En 1758, les sirènes font l'objet d'une courte note dans le Systema naturaedeCarl von Linné[18] (ouvrage qui fonde la classification scientifique du vivant) sur la base d'un spécimen brésilien dont il juge la description « paradoxale », et qu'il range à côté des mammifères en « incertae sedis ». En 1831, Georges Cuvier les place, toujours avec méfiance, parmi les amphibiens (malgré la présence alléguée d'oreilles) dans son Règne animal distribué d'après son organisation[19]. Par la suite, ce taxon est rapidement abandonné des classifications scientifiques faute de spécimens ou de descriptions crédibles[20].
Bien que l'existence des sirènes ne soit plus envisagée par les scientifiques depuis le XIXe siècle[20], certains scientifiques ont continué de s'intéresser, avec plus ou moins de sérieux[21], à ces animaux fabuleux, notamment en tant que modèle d'étude virtuel ou pédagogique pour montrer le fonctionnement d'une démarche scientifique à partir d'un nombre d'informations limitées[22] (cela fut également fait avec les licornes[23]). Le grand océanologue américain Karl Banse leur a par exemple consacré un article en 1990 dans la très sérieuse revue Limnology and Oceanography[20], où il infère le mode de vie, la répartition et l'évolution hypothétiques des sirènes à partir des quelques sources qui avaient pu être considérées crédibles plusieurs siècles plus tôt. Selon lui, les sirènes seraient des mammifères marins et n'auraient donc pas d'écailles (celles-ci étant rajoutées par les artistes n'ayant pas vu de spécimen réel, comme cela se fit longtemps pour les dauphins), et leur corpulence limiterait leur répartition aux eaux les plus chaudes des tropiques (d'où la séparation en plusieurs espèces, par bassin océanique). Toujours selon Banse, les sirènes auraient un mode de vie agricole (algues, mollusques) relativement peu évolué technologiquement du fait de l'impossibilité de produire du feu sous l'eau, mais avec un système social assez avancé ; elles complèteraient éventuellement leur régime alimentaire par de la chair humaine, ce qui expliquerait leur habitude de charmer les marins pour les emmener dans les profondeurs[20].

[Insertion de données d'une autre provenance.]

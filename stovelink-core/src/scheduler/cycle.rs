//! Shared cursor and per-cycle flags
//!
//! The cursor runs over the longer of the two probe tables. Reaching its
//! end closes a cycle: the first one establishes the cache baseline, later
//! ones may carry a forced full report.
//!
//! Forcing is a two-flag handshake. A host request only arms the pending
//! flag; the flag takes effect at the next wrap so the forced report
//! always covers one complete cycle.

/// Summary of a cycle that just ended
#[derive(Debug, Clone, Copy, PartialEq, Eq)]
#[cfg_attr(feature = "defmt", derive(defmt::Format))]
pub struct Rollover {
    /// The ended cycle reported every value
    pub forced: bool,
    /// The next cycle will report every value
    pub next_forced: bool,
}

/// Cursor position and force/baseline flags
#[derive(Debug, Clone, PartialEq, Eq)]
#[cfg_attr(feature = "defmt", derive(defmt::Format))]
pub struct CycleState {
    position: usize,
    cycle_len: usize,
    first_run_complete: bool,
    force_send_values: bool,
    force_send_at_next_run: bool,
}

impl CycleState {
    /// Fresh state at power-up
    ///
    /// A forced report is already pending, so the host gets a full
    /// snapshot right after the baseline pass.
    pub fn new(cycle_len: usize) -> Self {
        Self {
            position: 0,
            cycle_len: cycle_len.max(1),
            first_run_complete: false,
            force_send_values: false,
            force_send_at_next_run: true,
        }
    }

    /// Current cursor position, always below the cycle length
    pub fn position(&self) -> usize {
        self.position
    }

    pub fn cycle_len(&self) -> usize {
        self.cycle_len
    }

    /// True once the baseline pass is done
    pub fn first_run_complete(&self) -> bool {
        self.first_run_complete
    }

    /// True while the current cycle reports every value
    pub fn is_forced(&self) -> bool {
        self.force_send_values
    }

    /// True if a forced report waits for the next cycle
    pub fn force_pending(&self) -> bool {
        self.force_send_at_next_run
    }

    /// Ask for every value to be reported during the next full cycle
    pub fn request_force(&mut self) {
        self.force_send_at_next_run = true;
    }

    /// Decide whether a successful read is reported
    pub fn should_report(&self, changed: bool) -> bool {
        self.force_send_values || (self.first_run_complete && changed)
    }

    /// Move the cursor one step, handling the wrap
    pub fn advance(&mut self) -> Option<Rollover> {
        self.position += 1;
        if self.position < self.cycle_len {
            return None;
        }

        self.position = 0;
        self.first_run_complete = true;

        let forced = self.force_send_values;
        self.force_send_values = false;
        if self.force_send_at_next_run {
            self.force_send_values = true;
            self.force_send_at_next_run = false;
        }

        Some(Rollover {
            forced,
            next_forced: self.force_send_values,
        })
    }

    #[cfg(test)]
    pub(crate) fn mark_baseline_complete(&mut self) {
        self.first_run_complete = true;
        self.force_send_at_next_run = false;
    }

    #[cfg(test)]
    pub(crate) fn set_forced(&mut self, forced: bool) {
        self.force_send_values = forced;
    }
}
//! Cycle scheduler
//!
//! Drives the poll cycle: both heaters at the shared cursor, then the host
//! command drain, then the cursor step with its wrap-time work.

pub mod bridge;
pub mod cycle;

pub use bridge::{Bridge, TickReport};
pub use cycle::{CycleState, Rollover};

À l'inverse, certaines études se sont intéressées aux problèmes biologiques qui empêchent l'existence d'êtres comme les sirènes. Plusieurs paramètres physiologiques rendent en effet impossible qu'un animal d'une telle apparence puisse être viable[24] :
L'idée d'un primate s'adaptant à un mode de vie exclusivement aquatique n'est pas inenvisageable scientifiquement, mais cela demanderait des millions d'années d'évolution et des modifications corporelles considérables (ce fut par exemple le cas des cétacés, des siréniens et des pinnipèdes), et cet animal ne pourrait plus survivre en surface, le métabolisme nécessitant des adaptations majeures (impossible de boire de l'eau douce, par exemple).

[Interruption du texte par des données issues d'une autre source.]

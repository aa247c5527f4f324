//! USART glue for STM32
//!
//! Converts link configuration to embassy-stm32 settings, maps bus errors
//! and wraps buffered USARTs into timed links.

use embassy_stm32::usart::{self, BufferedUart, Error as UsartError};
use stovelink_hal::uart::{DataBits, Parity, StopBits, UartConfig};
use stovelink_hal::IoLink;

use crate::time::EmbassyClock;

/// Link to one heater service port
pub type HeaterLink = IoLink<BufferedUart<'static>, EmbassyClock>;

/// Link to the host; a deeper staging buffer holds several queued frames
pub type HostLink = IoLink<BufferedUart<'static>, EmbassyClock, 64>;

/// Wrap a buffered USART as a heater link
pub fn heater_link(uart: BufferedUart<'static>, timeout_ms: u32) -> HeaterLink {
    IoLink::new(uart, EmbassyClock, timeout_ms)
}

/// Wrap a buffered USART as the host link
pub fn host_link(uart: BufferedUart<'static>, timeout_ms: u32) -> HostLink {
    IoLink::new(uart, EmbassyClock, timeout_ms)
}

/// Translate a link configuration into embassy-stm32 settings
///
/// Single-wire mode is chosen by the constructor
/// (`BufferedUart::new_half_duplex`), not by the config.
pub fn usart_config(config: &UartConfig) -> usart::Config {
    let mut usart_config = usart::Config::default();
    usart_config.baudrate = config.baudrate;
    usart_config.data_bits = match config.data_bits {
        DataBits::Seven => usart::DataBits::DataBits7,
        DataBits::Eight => usart::DataBits::DataBits8,
        DataBits::Nine => usart::DataBits::DataBits9,
    };
    usart_config.parity = match config.parity {
        Parity::None => usart::Parity::ParityNone,
        Parity::Even => usart::Parity::ParityEven,
        Parity::Odd => usart::Parity::ParityOdd,
    };
    usart_config.stop_bits = match config.stop_bits {
        StopBits::One => usart::StopBits::STOP1,
        StopBits::Two => usart::StopBits::STOP2,
    };
    usart_config
}

/// Error from UART operations
#[derive(Debug, Clone, Copy)]
#[cfg_attr(feature = "defmt", derive(defmt::Format))]
pub enum UartBusError {
    /// Framing error
    Framing,
    /// Noise error
    Noise,
    /// Overrun error
    Overrun,
    /// Parity error
    Parity,
    /// Buffer too small
    BufferTooSmall,
    /// Other error
    Other,
}

impl From<UsartError> for UartBusError {
    fn from(e: UsartError) -> Self {
        match e {
            UsartError::Framing => UartBusError::Framing,
            UsartError::Noise => UartBusError::Noise,
            UsartError::Overrun => UartBusError::Overrun,
            UsartError::Parity => UartBusError::Parity,
            UsartError::BufferTooLong => UartBusError::BufferTooSmall,
            _ => UartBusError::Other,
        }
    }
}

Il existe cependant une théorie du primate aquatique[25] qui postule que certains caractères propres à l'homme (absence de poils, bipédie, nez, etc.) seraient des adaptations à une vie amphibie (mais pas maritime). Cette théorie n'est cependant pas confirmée scientifiquement, et reste considérée comme fantaisiste en l'absence d'éléments paléontologiques concrets.